Inviting “ordinary” Christians to be the ones who build the Church
by Diane J. McDougall
A lifetime ago in Southern California, I carried on a crazy-wonderful ministry in my after-work hours, befriending multiple Cambodian refugee families. So much of the me I am now was shaped by that time. It all started with a Bible study for teenage girls. Younger siblings emerged out of the woodwork for ventures to rollerskating rinks, and before long I was loading up my ’71 Mustang for rides to church (squeezing in more kids than truly fit, but hey, seatbelts weren’t yet mandatory).
Soon I was learning how to teach English so I could better engage their mothers. From basic lessons we graduated to simple-English discussions of Creation and the Fall … and Jesus.
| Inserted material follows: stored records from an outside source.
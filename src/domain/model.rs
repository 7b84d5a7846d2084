use crate::utils::error::{ConflateError, Result};
use geo::Geometry;
use serde::{Deserialize, Serialize};
use serde_json::Value;
use std::collections::HashMap;
use std::fmt;

/// 座標參考系統，只做傳遞，不做轉換
#[derive(Debug, Clone, Default, PartialEq, Eq, Hash, Serialize, Deserialize)]
pub struct Crs(Option<String>);

impl Crs {
    pub fn new(id: impl Into<String>) -> Self {
        Self(Some(id.into()))
    }

    pub fn unknown() -> Self {
        Self(None)
    }

    pub fn id(&self) -> Option<&str> {
        self.0.as_deref()
    }

    pub fn is_known(&self) -> bool {
        self.0.is_some()
    }
}

impl fmt::Display for Crs {
    fn fmt(&self, f: &mut fmt::Formatter<'_>) -> fmt::Result {
        write!(f, "{}", self.id().unwrap_or("unknown"))
    }
}

#[derive(Debug, Clone, Copy, PartialEq, Eq, Hash, Serialize, Deserialize)]
pub enum GeometryType {
    Point,
    LineString,
}

impl GeometryType {
    /// 依幾何判斷圖層類型，多部件幾何歸入對應的單一類型
    pub fn of(geometry: &Geometry<f64>) -> Option<Self> {
        match geometry {
            Geometry::Point(_) | Geometry::MultiPoint(_) => Some(GeometryType::Point),
            Geometry::Line(_) | Geometry::LineString(_) | Geometry::MultiLineString(_) => {
                Some(GeometryType::LineString)
            }
            _ => None,
        }
    }

    pub fn name(&self) -> &'static str {
        match self {
            GeometryType::Point => "point",
            GeometryType::LineString => "line",
        }
    }
}

impl fmt::Display for GeometryType {
    fn fmt(&self, f: &mut fmt::Formatter<'_>) -> fmt::Result {
        f.write_str(self.name())
    }
}

#[derive(Debug, Clone, Copy, PartialEq, Eq, Hash, Serialize, Deserialize)]
#[serde(rename_all = "lowercase")]
pub enum FieldKind {
    String,
    Integer,
    Real,
    Boolean,
    Any,
}

impl FieldKind {
    pub fn of(value: &Value) -> Option<Self> {
        match value {
            Value::Null => None,
            Value::Bool(_) => Some(FieldKind::Boolean),
            Value::Number(n) if n.is_i64() || n.is_u64() => Some(FieldKind::Integer),
            Value::Number(_) => Some(FieldKind::Real),
            Value::String(_) => Some(FieldKind::String),
            Value::Array(_) | Value::Object(_) => Some(FieldKind::Any),
        }
    }

    /// 合併兩個觀察到的型別，整數與實數合併為實數，其餘衝突為 Any
    pub fn widen(self, other: FieldKind) -> FieldKind {
        match (self, other) {
            (a, b) if a == b => a,
            (FieldKind::Integer, FieldKind::Real) | (FieldKind::Real, FieldKind::Integer) => {
                FieldKind::Real
            }
            _ => FieldKind::Any,
        }
    }
}

#[derive(Debug, Clone, PartialEq, Eq, Serialize, Deserialize)]
pub struct Field {
    pub name: String,
    pub kind: FieldKind,
}

impl Field {
    pub fn new(name: impl Into<String>, kind: FieldKind) -> Self {
        Self {
            name: name.into(),
            kind,
        }
    }
}

/// 有序的欄位結構，屬性向量依此順序對齊
#[derive(Debug, Clone, Default, PartialEq, Eq, Serialize, Deserialize)]
pub struct Fields(Vec<Field>);

impl Fields {
    pub fn new(fields: Vec<Field>) -> Self {
        Self(fields)
    }

    pub fn len(&self) -> usize {
        self.0.len()
    }

    pub fn is_empty(&self) -> bool {
        self.0.is_empty()
    }

    pub fn iter(&self) -> impl Iterator<Item = &Field> {
        self.0.iter()
    }

    pub fn names(&self) -> Vec<String> {
        self.0.iter().map(|f| f.name.clone()).collect()
    }

    pub fn index_of(&self, name: &str) -> Option<usize> {
        self.0.iter().position(|f| f.name == name)
    }

    pub fn contains(&self, name: &str) -> bool {
        self.index_of(name).is_some()
    }

    pub fn get(&self, index: usize) -> Option<&Field> {
        self.0.get(index)
    }

    /// 新增欄位；同名欄位已存在時沿用原欄位並回傳其索引
    pub fn push_or_reuse(&mut self, field: Field) -> usize {
        match self.index_of(&field.name) {
            Some(index) => index,
            None => {
                self.0.push(field);
                self.0.len() - 1
            }
        }
    }

    /// 描述與另一個結構的差異，完全相同時回傳 None
    pub fn difference(&self, other: &Fields) -> Option<String> {
        if self == other {
            return None;
        }

        let missing: Vec<&str> = self
            .0
            .iter()
            .filter(|f| !other.contains(&f.name))
            .map(|f| f.name.as_str())
            .collect();
        let extra: Vec<&str> = other
            .0
            .iter()
            .filter(|f| !self.contains(&f.name))
            .map(|f| f.name.as_str())
            .collect();

        let mut parts = Vec::new();
        if !missing.is_empty() {
            parts.push(format!("missing fields [{}]", missing.join(", ")));
        }
        if !extra.is_empty() {
            parts.push(format!("unexpected fields [{}]", extra.join(", ")));
        }
        if parts.is_empty() {
            parts.push(format!(
                "field order or types differ: expected [{}], found [{}]",
                describe(self),
                describe(other)
            ));
        }

        Some(parts.join("; "))
    }
}

fn describe(fields: &Fields) -> String {
    fields
        .iter()
        .map(|f| format!("{}:{:?}", f.name, f.kind))
        .collect::<Vec<_>>()
        .join(", ")
}

#[derive(Debug, Clone, PartialEq)]
pub struct Feature {
    pub fid: u64,
    pub geometry: Geometry<f64>,
    pub attributes: Vec<Value>,
}

impl Feature {
    pub fn new(fid: u64, geometry: Geometry<f64>, attributes: Vec<Value>) -> Self {
        Self {
            fid,
            geometry,
            attributes,
        }
    }

    /// 超出範圍的索引視為 NULL
    pub fn attribute(&self, index: usize) -> &Value {
        self.attributes.get(index).unwrap_or(&Value::Null)
    }

    pub fn set_attribute(&mut self, index: usize, value: Value) {
        if self.attributes.len() <= index {
            self.attributes.resize(index + 1, Value::Null);
        }
        self.attributes[index] = value;
    }
}

/// 交給輸出端的圖層結構描述
#[derive(Debug, Clone, PartialEq)]
pub struct LayerSchema {
    pub fields: Fields,
    pub geometry_type: GeometryType,
    pub crs: Crs,
}

#[derive(Debug, Clone, PartialEq)]
pub struct Layer {
    pub name: String,
    pub crs: Crs,
    pub geometry_type: GeometryType,
    pub fields: Fields,
    pub features: Vec<Feature>,
}

impl Layer {
    pub fn new(name: impl Into<String>, crs: Crs, geometry_type: GeometryType, fields: Fields) -> Self {
        Self {
            name: name.into(),
            crs,
            geometry_type,
            fields,
            features: Vec::new(),
        }
    }

    pub fn with_features(mut self, features: Vec<Feature>) -> Self {
        self.features = features;
        self
    }

    pub fn len(&self) -> usize {
        self.features.len()
    }

    pub fn is_empty(&self) -> bool {
        self.features.is_empty()
    }

    pub fn schema(&self) -> LayerSchema {
        LayerSchema {
            fields: self.fields.clone(),
            geometry_type: self.geometry_type,
            crs: self.crs.clone(),
        }
    }

    pub fn field_index(&self, field: &str) -> Result<usize> {
        self.fields
            .index_of(field)
            .ok_or_else(|| ConflateError::FieldNotFoundError {
                layer: self.name.clone(),
                field: field.to_string(),
            })
    }

    /// 確認圖層宣告的類型以及每個要素的幾何都符合預期
    pub fn require_geometry(&self, expected: GeometryType) -> Result<()> {
        let mismatch = |found: String| ConflateError::GeometryTypeError {
            layer: self.name.clone(),
            expected: expected.to_string(),
            found,
        };

        if self.geometry_type != expected {
            return Err(mismatch(self.geometry_type.to_string()));
        }

        for feature in &self.features {
            match GeometryType::of(&feature.geometry) {
                Some(kind) if kind == expected => {}
                Some(kind) => return Err(mismatch(kind.to_string())),
                None => return Err(mismatch("unsupported".to_string())),
            }
        }

        Ok(())
    }

    /// 依索引複製出子圖層，結構與 CRS 不變
    pub fn materialize(&self, name: impl Into<String>, indices: &[usize]) -> Layer {
        let features = indices
            .iter()
            .filter_map(|&i| self.features.get(i).cloned())
            .collect();

        Layer {
            name: name.into(),
            crs: self.crs.clone(),
            geometry_type: self.geometry_type,
            fields: self.fields.clone(),
            features,
        }
    }
}

/// 三個具名輸出
#[derive(Debug, Clone, Copy, PartialEq, Eq, Hash, PartialOrd, Ord, Serialize, Deserialize)]
pub enum OutputKind {
    SnappedCanals,
    PointsWithUuid,
    SnappedPoints,
}

impl OutputKind {
    pub const ALL: [OutputKind; 3] = [
        OutputKind::SnappedCanals,
        OutputKind::PointsWithUuid,
        OutputKind::SnappedPoints,
    ];

    pub fn key(&self) -> &'static str {
        match self {
            OutputKind::SnappedCanals => "SNAPPEDCANALS",
            OutputKind::PointsWithUuid => "POINTSWITHUUID",
            OutputKind::SnappedPoints => "SNAPPEDPOINTS",
        }
    }
}

impl fmt::Display for OutputKind {
    fn fmt(&self, f: &mut fmt::Formatter<'_>) -> fmt::Result {
        f.write_str(self.key())
    }
}

#[derive(Debug, Clone, Copy, PartialEq, Eq, Serialize, Deserialize)]
#[serde(rename_all = "lowercase")]
pub enum RunStatus {
    Completed,
    Canceled,
}

/// 執行結果：輸出名稱對應到輸出端回傳的目的地識別
#[derive(Debug, Clone, PartialEq)]
pub struct ConflationResult {
    pub status: RunStatus,
    pub outputs: HashMap<OutputKind, String>,
    pub groups_processed: usize,
    pub empty_groups: Vec<String>,
}

impl ConflationResult {
    pub fn new() -> Self {
        Self {
            status: RunStatus::Completed,
            outputs: HashMap::new(),
            groups_processed: 0,
            empty_groups: Vec::new(),
        }
    }

    pub fn is_canceled(&self) -> bool {
        self.status == RunStatus::Canceled
    }

    pub fn get(&self, output: OutputKind) -> Option<&str> {
        self.outputs.get(&output).map(String::as_str)
    }

    pub fn contains(&self, output: OutputKind) -> bool {
        self.outputs.contains_key(&output)
    }
}

impl Default for ConflationResult {
    fn default() -> Self {
        Self::new()
    }
}

/// 讀入的兩個來源圖層
#[derive(Debug, Clone)]
pub struct InputLayers {
    pub canals: Layer,
    pub points: Layer,
}

/// 轉換階段的產出：執行結果加上已寫入記憶體輸出端的圖層
#[derive(Debug, Clone)]
pub struct ConflationOutput {
    pub result: ConflationResult,
    pub layers: HashMap<OutputKind, Layer>,
    pub duration: std::time::Duration,
}

#[cfg(test)]
mod tests {
    use super::*;
    use geo::{line_string, point};

    fn fields() -> Fields {
        Fields::new(vec![
            Field::new("name", FieldKind::String),
            Field::new("depth", FieldKind::Real),
        ])
    }

    #[test]
    fn test_fields_difference_reports_missing_and_extra() {
        let other = Fields::new(vec![
            Field::new("name", FieldKind::String),
            Field::new("width", FieldKind::Real),
        ]);

        let details = fields().difference(&other).unwrap();
        assert!(details.contains("missing fields [depth]"));
        assert!(details.contains("unexpected fields [width]"));
        assert!(fields().difference(&fields()).is_none());
    }

    #[test]
    fn test_fields_difference_reports_kind_change() {
        let other = Fields::new(vec![
            Field::new("name", FieldKind::String),
            Field::new("depth", FieldKind::Integer),
        ]);
        assert!(fields().difference(&other).unwrap().contains("types differ"));
    }

    #[test]
    fn test_push_or_reuse_keeps_existing_field() {
        let mut fields = fields();
        assert_eq!(fields.push_or_reuse(Field::new("depth", FieldKind::Any)), 1);
        assert_eq!(fields.push_or_reuse(Field::new("uuid", FieldKind::String)), 2);
        assert_eq!(fields.len(), 3);
    }

    #[test]
    fn test_require_geometry_rejects_mixed_layer() {
        let layer = Layer::new("canals", Crs::unknown(), GeometryType::LineString, fields())
            .with_features(vec![
                Feature::new(1, line_string![(x: 0.0, y: 0.0), (x: 1.0, y: 0.0)].into(), vec![]),
                Feature::new(2, point!(x: 1.0, y: 1.0).into(), vec![]),
            ]);

        let err = layer.require_geometry(GeometryType::LineString).unwrap_err();
        assert!(matches!(err, ConflateError::GeometryTypeError { .. }));
    }

    #[test]
    fn test_materialize_copies_selected_features() {
        let layer = Layer::new("points", Crs::new("EPSG:3857"), GeometryType::Point, fields())
            .with_features(vec![
                Feature::new(1, point!(x: 0.0, y: 0.0).into(), vec![]),
                Feature::new(2, point!(x: 1.0, y: 0.0).into(), vec![]),
                Feature::new(3, point!(x: 2.0, y: 0.0).into(), vec![]),
            ]);

        let subset = layer.materialize("subset", &[2, 0]);
        assert_eq!(subset.len(), 2);
        assert_eq!(subset.features[0].fid, 3);
        assert_eq!(subset.crs, Crs::new("EPSG:3857"));
        assert_eq!(subset.fields, layer.fields);
    }

    #[test]
    fn test_set_attribute_extends_short_rows() {
        let mut feature = Feature::new(1, point!(x: 0.0, y: 0.0).into(), vec![]);
        feature.set_attribute(2, Value::from("x"));
        assert_eq!(feature.attributes.len(), 3);
        assert_eq!(feature.attribute(0), &Value::Null);
        assert_eq!(feature.attribute(5), &Value::Null);
    }
}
The Christmas story came alive in their courtyard, with all available children dressed as shepherds—dishtowels hastily draped over heads.
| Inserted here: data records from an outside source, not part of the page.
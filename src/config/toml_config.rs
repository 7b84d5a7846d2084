use crate::config::options::{
    resolve_field, resolve_optional_field, ParameterOptions, CANALS_FIELD, POINTS_FIELD, TOLERANCE_CANALS,
    TOLERANCE_POINTS, TYPE_FIELD, TYPE_VALUE,
};
use crate::core::conflation::ConflationParams;
use crate::core::line_snapper::IdentifierStrategy;
use crate::core::point_snapper::SnapBehavior;
use crate::domain::model::{Crs, InputLayers, OutputKind};
use crate::utils::error::{ConflateError, Result};
use crate::utils::validation::{
    validate_non_empty_string, validate_path, validate_requires, validate_tolerance, Validate,
};
use serde::{Deserialize, Serialize};
use std::path::{Path, PathBuf};

#[derive(Debug, Clone, Serialize, Deserialize)]
pub struct ConflateConfig {
    pub run: RunConfig,
    pub input: InputConfig,
    #[serde(default)]
    pub fields: FieldsConfig,
    #[serde(default)]
    pub tolerance: ToleranceConfig,
    #[serde(default)]
    pub snapping: SnappingConfig,
    #[serde(default)]
    pub output: OutputConfig,
    pub monitoring: Option<MonitoringConfig>,
}

#[derive(Debug, Clone, Serialize, Deserialize)]
pub struct RunConfig {
    pub name: String,
    pub description: Option<String>,
}

#[derive(Debug, Clone, Serialize, Deserialize)]
pub struct InputConfig {
    pub canals: String,
    pub points: String,
    /// 沒有 `crs` 成員的 GeoJSON 使用此 CRS
    pub default_crs: Option<String>,
    /// 參數預設值目錄，相對路徑以設定檔所在目錄為準
    pub options_dir: Option<String>,
}

#[derive(Debug, Clone, Default, Serialize, Deserialize)]
pub struct FieldsConfig {
    pub canal_key: Option<String>,
    pub point_key: Option<String>,
    pub type_field: Option<String>,
    pub type_value: Option<String>,
}

#[derive(Debug, Clone, Default, Serialize, Deserialize)]
pub struct ToleranceConfig {
    pub canals: Option<f64>,
    pub points: Option<f64>,
}

#[derive(Debug, Clone, Default, Serialize, Deserialize)]
pub struct SnappingConfig {
    #[serde(default)]
    pub point_behavior: SnapBehavior,
    #[serde(default)]
    pub identifiers: IdentifierStrategy,
    #[serde(default)]
    pub split_lines: bool,
}

#[derive(Debug, Clone, Serialize, Deserialize)]
pub struct OutputConfig {
    #[serde(default = "default_output_path")]
    pub path: String,
    #[serde(default)]
    pub filenames: FilenameConfig,
}

impl Default for OutputConfig {
    fn default() -> Self {
        Self {
            path: default_output_path(),
            filenames: FilenameConfig::default(),
        }
    }
}

fn default_output_path() -> String {
    "./output".to_string()
}

/// 輸出檔名，可使用 `{timestamp}` 佔位符
#[derive(Debug, Clone, Default, Serialize, Deserialize)]
pub struct FilenameConfig {
    pub snapped_canals: Option<String>,
    pub points_with_uuid: Option<String>,
    pub snapped_points: Option<String>,
    pub summary: Option<String>,
}

#[derive(Debug, Clone, Default, Serialize, Deserialize)]
pub struct MonitoringConfig {
    pub enabled: bool,
    pub log_level: Option<String>,
}

impl ConflateConfig {
    /// 從 TOML 檔案載入配置，`options_dir` 以設定檔目錄為基準
    pub fn from_file<P: AsRef<Path>>(path: P) -> Result<Self> {
        let content = std::fs::read_to_string(&path)?;
        let mut config = Self::from_toml_str(&content)?;

        if let (Some(dir), Some(parent)) = (&config.input.options_dir, path.as_ref().parent()) {
            if Path::new(dir).is_relative() {
                config.input.options_dir = Some(parent.join(dir).to_string_lossy().into_owned());
            }
        }
        Ok(config)
    }

    /// 從 TOML 字串解析配置
    pub fn from_toml_str(content: &str) -> Result<Self> {
        let processed = substitute_env_vars(content)?;

        toml::from_str(&processed).map_err(|e| ConflateError::ConfigValidationError {
            field: "toml_parsing".to_string(),
            message: format!("TOML parsing error: {}", e),
        })
    }

    pub fn default_crs(&self) -> Crs {
        self.input
            .default_crs
            .as_deref()
            .map(Crs::new)
            .unwrap_or_else(Crs::unknown)
    }

    pub fn options_dir(&self) -> Option<PathBuf> {
        self.input.options_dir.as_ref().map(PathBuf::from)
    }

    pub fn monitoring_enabled(&self) -> bool {
        self.monitoring.as_ref().is_some_and(|m| m.enabled)
    }

    /// 輸出檔名，`{timestamp}` 會換成 `timestamp`
    pub fn output_filename(&self, output: OutputKind, timestamp: &str) -> String {
        let names = &self.output.filenames;
        let configured = match output {
            OutputKind::SnappedCanals => names.snapped_canals.as_deref(),
            OutputKind::PointsWithUuid => names.points_with_uuid.as_deref(),
            OutputKind::SnappedPoints => names.snapped_points.as_deref(),
        };
        let name = configured
            .map(str::to_string)
            .unwrap_or_else(|| format!("{}.geojson", output.key().to_lowercase()));
        name.replace("{timestamp}", timestamp)
    }

    pub fn summary_filename(&self, timestamp: &str) -> String {
        self.output
            .filenames
            .summary
            .as_deref()
            .unwrap_or("summary.json")
            .replace("{timestamp}", timestamp)
    }

    /// 以設定值為主、選項目錄為輔，對照實際圖層決定管線參數
    pub fn conflation_params(&self, options: &ParameterOptions, input: &InputLayers) -> Result<ConflationParams> {
        let fields = &self.fields;
        let canal_field = resolve_field(fields.canal_key.as_deref(), options, CANALS_FIELD, &input.canals)?
            .ok_or_else(|| ConflateError::MissingConfigError {
                field: "fields.canal_key".to_string(),
            })?;
        let point_field = resolve_field(fields.point_key.as_deref(), options, POINTS_FIELD, &input.points)?
            .ok_or_else(|| ConflateError::MissingConfigError {
                field: "fields.point_key".to_string(),
            })?;
        let mut type_field =
            resolve_optional_field(fields.type_field.as_deref(), options, TYPE_FIELD, &input.points)?;
        // 推測出的型別欄位不可覆寫點的渠道鍵
        if fields.type_field.is_none() && type_field.as_deref() == Some(point_field.as_str()) {
            tracing::warn!("⚠️ '{}' default resolved to the point key '{}', ignoring it", TYPE_FIELD, point_field);
            type_field = None;
        }
        let mut type_value = fields.type_value.clone().or_else(|| options.string(TYPE_VALUE));
        if type_field.is_none() && type_value.is_some() {
            tracing::warn!("⚠️ No type field resolved, intersections will not be tagged");
            type_value = None;
        }

        let canal_tolerance = self
            .tolerance
            .canals
            .or_else(|| options.number(TOLERANCE_CANALS))
            .ok_or_else(|| ConflateError::MissingConfigError {
                field: "tolerance.canals".to_string(),
            })?;
        let point_tolerance = self
            .tolerance
            .points
            .or_else(|| options.number(TOLERANCE_POINTS))
            .ok_or_else(|| ConflateError::MissingConfigError {
                field: "tolerance.points".to_string(),
            })?;

        let params = ConflationParams {
            canal_field,
            point_field,
            type_field,
            type_value,
            canal_tolerance,
            point_tolerance,
            point_behavior: self.snapping.point_behavior,
            identifiers: self.snapping.identifiers,
            split_lines: self.snapping.split_lines,
        };
        params.validate()?;
        Ok(params)
    }
}

/// 替換環境變數 (例如 ${DATA_DIR})，未設定的變數原樣保留
fn substitute_env_vars(content: &str) -> Result<String> {
    let re = regex::Regex::new(r"\$\{([^}]+)\}").map_err(|e| ConflateError::ConfigError {
        message: format!("invalid substitution pattern: {}", e),
    })?;

    let result = re.replace_all(content, |caps: &regex::Captures| {
        let var_name = &caps[1];
        std::env::var(var_name).unwrap_or_else(|_| format!("${{{}}}", var_name))
    });

    Ok(result.into_owned())
}

impl Validate for ConflateConfig {
    fn validate(&self) -> Result<()> {
        validate_non_empty_string("run.name", &self.run.name)?;
        validate_path("input.canals", &self.input.canals)?;
        validate_path("input.points", &self.input.points)?;
        validate_path("output.path", &self.output.path)?;
        if let Some(tolerance) = self.tolerance.canals {
            validate_tolerance("tolerance.canals", tolerance)?;
        }
        if let Some(tolerance) = self.tolerance.points {
            validate_tolerance("tolerance.points", tolerance)?;
        }
        // 選項目錄可以補上型別欄位
        if self.input.options_dir.is_none() {
            validate_requires(
                ("fields.type_value", self.fields.type_value.is_some()),
                ("fields.type_field", self.fields.type_field.is_some()),
            )?;
        }
        Ok(())
    }
}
Eventually I was arranging a 10-week leave of absence to learn to speak Khmer, so that I could better communicate with my friends’ grandmothers.
Never, though, in those six years of loving my friends—marveling at their weddings, weeping with them in their distresses and learning how to make eggrolls—did I ever think, Hmmm … if these seeds of faith take root, this could be the beginning of a church.
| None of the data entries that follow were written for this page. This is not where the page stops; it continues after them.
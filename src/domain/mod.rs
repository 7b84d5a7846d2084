// Domain layer: layer model and ports. Geometry comes from `geo`, attributes from serde_json.

pub mod model;
pub mod ports;
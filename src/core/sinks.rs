use crate::domain::model::{Feature, Layer, LayerSchema, OutputKind};
use crate::domain::ports::FeatureSink;
use crate::utils::error::{ConflateError, Result};
use std::collections::HashMap;

/// 把輸出保存在記憶體中的輸出端，執行結束後由呼叫方取回圖層
#[derive(Debug, Default)]
pub struct MemorySinks {
    layers: HashMap<OutputKind, Layer>,
}

impl MemorySinks {
    pub fn new() -> Self {
        Self::default()
    }

    pub fn get(&self, output: OutputKind) -> Option<&Layer> {
        self.layers.get(&output)
    }

    pub fn into_layers(self) -> HashMap<OutputKind, Layer> {
        self.layers
    }
}

impl FeatureSink for MemorySinks {
    fn create(&mut self, output: OutputKind, schema: &LayerSchema) -> Result<String> {
        let layer = Layer::new(
            output.key().to_lowercase(),
            schema.crs.clone(),
            schema.geometry_type,
            schema.fields.clone(),
        );
        self.layers.insert(output, layer);
        Ok(format!("memory:{}", output.key()))
    }

    fn add_features(&mut self, output: OutputKind, features: &[Feature]) -> Result<()> {
        let layer = self
            .layers
            .get_mut(&output)
            .ok_or_else(|| ConflateError::ProcessingError {
                stage: "sink".to_string(),
                details: format!("output {} was written before it was created", output),
            })?;
        layer.features.extend_from_slice(features);
        Ok(())
    }
}
pub fn snap_lines(canals: &Layer, points: &Layer, params: &LineSnapParams) -> Result<SnappedNetwork> {
    canals.require_geometry(GeometryType::LineString)?;
    points.require_geometry(GeometryType::Point)?;
    let canal_key = canals.field_index(&params.canal_field)?;
    let point_key = points.field_index(&params.point_field)?;
    let type_index = match &params.type_field {
        Some(field) => Some(points.field_index(field)?),
        None => None,
    };

    let mut stats = SnapStats::default();
    let multi: Vec<bool> = canals
        .features
        .iter()
        .map(|f| matches!(f.geometry, Geometry::MultiLineString(_)))
        .collect();
    let mut parts: Vec<Vec<LineString<f64>>> =
        canals.features.iter().map(|f| line_parts(&f.geometry)).collect();

    if params.tolerance > 0.0 {
        let unmatched = merge_endpoints(&mut parts, params.tolerance, &mut stats);
        close_junctions(&mut parts, &unmatched, params.tolerance, &mut stats);
    } else {
        tracing::debug!("Canal tolerance {} disables endpoint snapping", params.tolerance);
    }

    let crossings = find_crossings(&mut parts);
    stats.intersections = crossings.values().map(Vec::len).sum();

    let canals_out = rebuild_canals(canals, parts, &multi, &crossings, params.split_lines);

    let schema = delivery_schema(&points.fields);
    let uuid_index = schema.index_of(UUID_FIELD).unwrap_or(0);
    let line_a_index = schema.index_of(LINE_A_FIELD).unwrap_or(0);
    let line_b_index = schema.index_of(LINE_B_FIELD).unwrap_or(0);
    let ids = IdAssigner::new(params.identifiers);

    let mut points_out = Layer::new(
        "points_with_uuid",
        points.crs.clone(),
        GeometryType::Point,
        schema.clone(),
    );
    for (index, feature) in points.features.iter().enumerate() {
        let mut attributes = feature.attributes.clone();
        attributes.resize(schema.len(), Value::Null);
        let mut out = Feature::new(feature.fid, feature.geometry.clone(), attributes);
        out.set_attribute(uuid_index, Value::String(ids.for_point(index, feature)));
        points_out.features.push(out);
    }

    let mut intersections = Layer::new("intersections", points.crs.clone(), GeometryType::Point, schema.clone());
    let tag = match (type_index, &params.type_value) {
        (Some(index), Some(value)) => Some((index, value.clone())),
        _ => None,
    };
    for ((a, b), coords) in &crossings {
        let key_a = canals.features[*a].attribute(canal_key).clone();
        let key_b = canals.features[*b].attribute(canal_key).clone();
        for c in coords {
            let fid = intersections.features.len() as u64 + 1;
            let mut feature = Feature::new(fid, Point::from(*c).into(), vec![Value::Null; schema.len()]);
            feature.set_attribute(point_key, key_a.clone());
            feature.set_attribute(line_a_index, name_like(&key_a));
            feature.set_attribute(line_b_index, name_like(&key_b));
            if let Some((index, value)) = &tag {
                feature.set_attribute(*index, Value::String(value.clone()));
            }
            let id = ids.for_intersection(*a, *b, *c);
            feature.set_attribute(uuid_index, Value::String(id));
            intersections.features.push(feature);
        }
    }

    tracing::debug!(
        "🔗 Canal snapping: {} endpoints merged, {} junctions closed, {} intersections",
        stats.endpoints_merged,
        stats.junctions_closed,
        stats.intersections
    );

    Ok(SnappedNetwork {
        canals: canals_out,
        intersections,
        points: points_out,
        stats,
    })
}
pub mod error;
pub mod logger;
pub mod monitor;
pub mod proximity;
pub mod validation;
I’d always assumed that pastors start churches. This was just me, loving people. I likely would have been startled if someone had asked: “How can we come alongside you and figure out if God might be up to something bigger, like a church?”
That’s why one of the stories in this issue struck home with a poignant force. As I interviewed two couples for “We’re Not Pastors But We Plant Churches,” I was deeply moved. I thought, Yes, yes, this is right, this is natural. This is what happens next when talking about Jesus leads to people coming to Christ.
But somewhere deeper, there was also an ache: My heart wondered what more lasting God-movement might have started to take root if I myself had dreamt bigger.
I routinely hear stories of other believers who are dreaming bigger. Whose feet—fitted with the readiness that comes from the gospel of peace (Ephesians 6:14-15; Isaiah 52:7)—are going on adventures for Him. Who are planting communities of faith where God has placed them. Will these communities become churches?
One believer in an EFCA church, a young single man, was invited by his pastor to consider a nearby mobile-home community as his mission field. (The pastor had noted the community while driving around looking for pockets of unchurched people on Sunday mornings.) The young man agreed and even chose to move into one of the trailers. A few other guys joined him. And then some single women from the church moved into another trailer. Together, they are investing in this community and its people as their people. Their ministry is reorienting all their decisions.
Other believers down through the centuries have regarded their workplace as their mission field. If spiritual conversations cannot happen easily there, prayers certainly can. And as God does His work in hearts, the connections deepen outside the workplace. And something wonderful unfolds.
May this issue, as it explores equipping the saints for ministry, build enthusiasm for what God is doing through lay leaders in your church—passionate believers both equipped and encouraged to expect God to build His Church through them.